Discrimination raciale systémique ; jugement du CPH de Paris du 17 12 2019

25 travailleurs maliens, employés illégalement sur un chantier parisien, ont obtenu des dommages et intérêts pour «discrimination raciale et systémique» devant le conseil des prud’hommes de Paris.

Les intéressés s’étaient mis en grève, après deux accidents graves dont une chute d’un échafaudage non sécurisé sur un chantier, l’entreprise ayant refusé d’appeler les pompiers alors qu’un salarié avait perdu connaissance. L’intervention de l’inspection du travail, de la police et des pompiers avaient mis en évidence la présence de 25 travailleurs sans papiers, non déclarés, travaillaient dans des conditions non conformes aux règles de sécurité et de santé.

Le conseil de prud’hommes a reconnu pour la première fois le principe d’une discrimination raciale systémique avec au bénéfice de chaque demandeur une condamnation de  34 000 euros de dommages et intérêts et 3 000 euros de salaires en retard.

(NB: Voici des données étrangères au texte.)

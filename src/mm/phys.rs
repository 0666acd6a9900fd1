//! User Page Pool
//!
//! The pages user frames are carved from. The pool is a block of host memory
//! with one occupancy bit per page, so the whole kernel core runs hosted.
//!
//! # Properties
//! - Pages are zeroed when they are acquired
//! - Releasing a page twice, or one the pool never owned, panics

use alloc::vec;
use alloc::vec::Vec;

use super::address::{PhysAddr, PAGE_SHIFT, PAGE_SIZE, USER_POOL_BASE};

/// Source of physical pages for the frame table.
///
/// This is the page allocator the frame table sits on top of. It also gives
/// the kernel access to frame contents, since physical addresses cannot be
/// dereferenced directly.
pub trait PageSource {
    /// Take one free page and zero it. `None` when the pool is exhausted.
    fn acquire_zeroed_page(&mut self) -> Option<PhysAddr>;

    /// Return a page previously handed out by `acquire_zeroed_page`.
    fn release_page(&mut self, page: PhysAddr);

    /// Contents of the page containing `page`, if it belongs to this source.
    fn page(&self, page: PhysAddr) -> Option<&[u8]>;

    /// Mutable contents of the page containing `page`.
    fn page_mut(&mut self, page: PhysAddr) -> Option<&mut [u8]>;
}

/// Bitmap-managed pool of user frames backed by host memory.
pub struct PhysMemory {
    base: PhysAddr,
    /// One bit per page, set while the page is handed out.
    bitmap: Vec<u8>,
    /// Page contents, `PAGE_SIZE` bytes each.
    frames: Vec<u8>,
    free_count: usize,
    total_frames: usize,
}

impl PhysMemory {
    /// Create a pool of `frames` pages starting at [`USER_POOL_BASE`].
    pub fn new(frames: usize) -> Self {
        Self::with_base(PhysAddr::new(USER_POOL_BASE), frames)
    }

    /// Create a pool of `frames` pages starting at `base`.
    ///
    /// # Panics
    /// Panics if `base` is not page-aligned.
    pub fn with_base(base: PhysAddr, frames: usize) -> Self {
        assert!(base.is_aligned(), "Unaligned user pool base: {:?}", base);

        Self {
            base,
            bitmap: vec![0; frames.div_ceil(8)],
            frames: vec![0; frames * PAGE_SIZE],
            free_count: frames,
            total_frames: frames,
        }
    }

    /// Bitmap byte and mask for `frame`.
    #[inline]
    const fn bit(frame: usize) -> (usize, u8) {
        (frame / 8, 1 << (frame % 8))
    }

    fn mark(&mut self, frame: usize, in_use: bool) {
        let (byte, mask) = Self::bit(frame);
        if in_use {
            self.bitmap[byte] |= mask;
            self.free_count -= 1;
        } else {
            self.bitmap[byte] &= !mask;
            self.free_count += 1;
        }
    }

    /// Frames past the end of the pool read as taken.
    #[inline]
    fn is_allocated(&self, frame: usize) -> bool {
        let (byte, mask) = Self::bit(frame);
        self.bitmap.get(byte).map_or(true, |b| b & mask != 0)
    }

    /// Frame index of `addr` inside this pool.
    fn frame_index(&self, addr: PhysAddr) -> Option<usize> {
        let offset = addr.as_usize().checked_sub(self.base.as_usize())?;
        let frame = offset >> PAGE_SHIFT;
        (frame < self.total_frames).then_some(frame)
    }

    pub fn free_frames(&self) -> usize {
        self.free_count
    }

    /// Total number of frames in the pool.
    pub fn total_frames(&self) -> usize {
        self.total_frames
    }

    /// Whether `addr` is a frame currently handed out by this pool.
    pub fn is_in_use(&self, addr: PhysAddr) -> bool {
        self.frame_index(addr)
            .is_some_and(|frame| self.is_allocated(frame))
    }
}

impl PageSource for PhysMemory {
    fn acquire_zeroed_page(&mut self) -> Option<PhysAddr> {
        if self.free_count == 0 {
            return None;
        }

        let frame = (0..self.total_frames).find(|&frame| !self.is_allocated(frame))?;
        self.mark(frame, true);

        let start = frame * PAGE_SIZE;
        self.frames[start..start + PAGE_SIZE].fill(0);

        Some(self.base.offset(frame << PAGE_SHIFT))
    }

    fn release_page(&mut self, page: PhysAddr) {
        assert!(page.is_aligned(), "Release of unaligned page {:?}", page);
        let Some(frame) = self.frame_index(page) else {
            panic!("Release of page outside the pool: {:?}", page);
        };
        if !self.is_allocated(frame) {
            panic!("Double free detected for frame: {:?}", page);
        }
        self.mark(frame, false);
    }

    fn page(&self, page: PhysAddr) -> Option<&[u8]> {
        let frame = self.frame_index(page)?;
        let start = frame * PAGE_SIZE;
        Some(&self.frames[start..start + PAGE_SIZE])
    }

    fn page_mut(&mut self, page: PhysAddr) -> Option<&mut [u8]> {
        let frame = self.frame_index(page)?;
        let start = frame * PAGE_SIZE;
        Some(&mut self.frames[start..start + PAGE_SIZE])
    }
}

A noter que le Défenseur des droits, saisi par les ouvriers, était représenté à l’audience et avait développé le fait que

*la société sous-traitante employeur avait volontairement constitué une équipe composée uniquement de travailleurs sans papiers, à la fois «pour des raisons économiques» et pour les «cantonner» aux tâches les plus pénibles dans des conditions de sécurité «indignes».

*Les responsables de la société mise en cause considéraient les travailleurs maliens comme des entités interchangeables et négligeables et les plaçaient ainsi en bas de l’échelle de l’organisation du travail.

Dans son motivation, le jugement relève que:

*la hiérarchie instituée dans l’entreprise avait pour conséquence que les encadrants de proximité d’origine maghrébine donnaient les directives et que l’assignation de chacun à ses tâches était établie uniquement en fonction de son origine qui lui attribuait une compétence supposée, l’empêchant ainsi de pouvoir occuper un autre positionnement au sein de ce système organisé de domination raciste ;

* ceci ayant effet que tous les travailleurs maliens étaient des manœuvres assignés aux tâches les plus pénibles du chantier dans des conditions extrêmement dangereuses (travaux de démolition consistant à casser les murs et les plafonds à la masse, dans des conditions extrêmement dangereuses)

*une discrimination systémique en termes de rémunération, d’affectation, d’évolution professionnelle en lien avec leur origine ouest-africaine et leur situation administrative.